Authentication flows of Django, Laravel and WordPress

Lesson#2 of 3 in topic Theory

How do they work in general?

Django relies on session cookies and middleware.

Laravel is very similar but adds Sanctum/Passport for API tokens on top.

WordPress is the most opaque — it mixes nonces, cookies, and REST auth in ways that often surprise developers.

Django

Django's auth is built around its middleware stack — every request passes through SecurityMiddlewareSessionMiddlewareAuthenticationMiddleware in order before hitting your view. The authenticate() call runs configured backends (default: ModelBackend against the DB), and login() cycles the session ID to prevent session fixation attacks.




Laravel

Laravel shares the same session-cookie model but adds a dedicated Auth facade and first-party API token packages.


Laravel splits cleanly into a web path (session + remember-me cookie) and an API path (Sanctum bearer token, stored hashed in the DB). Auth::attempt() fires an Authenticated event regardless of path, which is a good hook for audit logging.

WordPress

WordPress is the most complex — it has three distinct auth mechanisms running in parallel.

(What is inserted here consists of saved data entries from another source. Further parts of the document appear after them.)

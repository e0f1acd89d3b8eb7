//! Converters every registry starts with.
//!
//! See [`default_converters`] for the set and its order.

use crate::error::{ConversionError, RegistryError};
use crate::lexer::Word;
use crate::registry::{ConversionService, Converter};
use crate::types::{Value, ValueType};
use std::fmt;
use std::str::FromStr;
use std::sync::Arc;

/// Builds values through the requested type's string constructor.
///
/// Registered for [`ValueType::any`], so it is the last resort for every reference type.
#[derive(Debug, Default)]
pub struct FromStrConverter;

impl Converter for FromStrConverter {
    fn target_type(&self) -> Option<ValueType> {
        Some(ValueType::any())
    }

    fn value_of(&self, source: &str, target: &ValueType, _: &dyn ConversionService) -> Result<Value, ConversionError> {
        match target.construct(source) {
            Some(Ok(value)) => Ok(value),
            Some(Err(reason)) => {
                tracing::trace!(source, %target, %reason, "string constructor rejected value");
                Err(ConversionError::invalid(Some(source), target))
            }
            None => Err(ConversionError::unsupported(Some(source), target)),
        }
    }
}

/// Answers requests for one type by converting to another, unrelated type.
///
/// Used to map primitive types onto their wrappers, so that a converter registered for
/// `Option<i32>` also serves `i32` parameters.
#[derive(Debug)]
pub struct DelegatingConverter {
    from: ValueType,
    to: ValueType,
}

impl DelegatingConverter {
    /// Fails when one type is a subtype of the other; delegation would loop.
    pub fn new(from: ValueType, to: ValueType) -> Result<Self, RegistryError> {
        if from.is_assignable_to(&to) || to.is_assignable_to(&from) {
            return Err(RegistryError::RelatedTypes {
                from: from.name().to_string(),
                to: to.name().to_string(),
            });
        }
        Ok(Self { from, to })
    }

    /// Delegates a primitive type to its wrapper.
    pub fn unboxing(primitive: ValueType) -> Result<Self, RegistryError> {
        let wrapper = primitive.wrapper().cloned().ok_or_else(|| RegistryError::NotPrimitive {
            ty: primitive.name().to_string(),
        })?;
        Self::new(primitive, wrapper)
    }

    fn primitive<T>() -> Self
    where
        T: FromStr + fmt::Debug + 'static,
        T::Err: fmt::Display,
    {
        Self {
            from: ValueType::primitive::<T>(),
            to: ValueType::of::<T>(),
        }
    }
}

impl Converter for DelegatingConverter {
    fn target_type(&self) -> Option<ValueType> {
        Some(self.from.clone())
    }

    fn value_of(&self, source: &str, _: &ValueType, service: &dyn ConversionService) -> Result<Value, ConversionError> {
        service.value_of(&Word::text(source), &self.to)
    }
}

/// Accepts exactly `true` and `false`.
#[derive(Debug, Default)]
pub struct BooleanConverter;

impl Converter for BooleanConverter {
    fn target_type(&self) -> Option<ValueType> {
        Some(ValueType::of::<bool>())
    }

    fn value_of(&self, source: &str, target: &ValueType, _: &dyn ConversionService) -> Result<Value, ConversionError> {
        match source {
            "true" => Ok(Value::of(true)),
            "false" => Ok(Value::of(false)),
            _ => Err(ConversionError::invalid(Some(source), target)),
        }
    }
}

/// Accepts words of exactly one character.
#[derive(Debug, Default)]
pub struct CharConverter;

impl Converter for CharConverter {
    fn target_type(&self) -> Option<ValueType> {
        Some(ValueType::of::<char>())
    }

    fn value_of(&self, source: &str, target: &ValueType, _: &dyn ConversionService) -> Result<Value, ConversionError> {
        let mut chars = source.chars();
        match (chars.next(), chars.next()) {
            (Some(c), None) => Ok(Value::of(c)),
            _ => Err(ConversionError::invalid(Some(source), target)),
        }
    }
}

/// Looks up enum constants by their exact name.
#[derive(Debug, Default)]
pub struct EnumConverter;

impl Converter for EnumConverter {
    fn target_type(&self) -> Option<ValueType> {
        Some(ValueType::enumeration())
    }

    fn value_of(&self, source: &str, target: &ValueType, _: &dyn ConversionService) -> Result<Value, ConversionError> {
        match target.constant(source) {
            Some(Some(value)) => Ok(value),
            Some(None) => Err(ConversionError::invalid(Some(source), target)),
            None => Err(ConversionError::unsupported(Some(source), target)),
        }
    }
}

type Entry = (ValueType, Arc<dyn Converter>);

fn entry(ty: ValueType, converter: impl Converter + 'static) -> Entry {
    let converter: Arc<dyn Converter> = Arc::new(converter);
    (ty, converter)
}

fn unboxed<T>() -> Entry
where
    T: FromStr + fmt::Debug + 'static,
    T::Err: fmt::Display,
{
    let converter = DelegatingConverter::primitive::<T>();
    entry(converter.from.clone(), converter)
}

/// The built-in converters with their target types, in registration order.
pub(crate) fn default_converters() -> Vec<Entry> {
    vec![
        entry(ValueType::any(), FromStrConverter),
        unboxed::<bool>(),
        unboxed::<char>(),
        unboxed::<i8>(),
        unboxed::<i16>(),
        unboxed::<i32>(),
        unboxed::<i64>(),
        unboxed::<i128>(),
        unboxed::<isize>(),
        unboxed::<u8>(),
        unboxed::<u16>(),
        unboxed::<u32>(),
        unboxed::<u64>(),
        unboxed::<u128>(),
        unboxed::<usize>(),
        unboxed::<f32>(),
        unboxed::<f64>(),
        entry(ValueType::of::<bool>(), BooleanConverter),
        entry(ValueType::of::<char>(), CharConverter),
        entry(ValueType::enumeration(), EnumConverter),
    ]
}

WordPress runs three auth mechanisms in parallel, which is why it can feel chaotic:

  • Cookie auth — the classic browser flow. wp_set_auth_cookie() issues an HMAC-signed httpOnly cookie, validated on every page load via wp_validate_auth_cookie().
  • REST nonce — for JS in the browser talking to /wp-json/. A short-lived nonce (24h, scoped per action) is embedded in the page and sent as X-WP-Nonce. This is not CSRF protection by itself — it pairs with cookie auth.
  • Application Passwords — added in WP 5.6 for external API clients (mobile apps, integrations). Sent as HTTP Basic Auth, stored hashed in user meta. Completely separate from the login password.

All three paths funnel into current_user_can() at the end, which is where WordPress's capability/role system enforces what the authenticated user is actually allowed to do.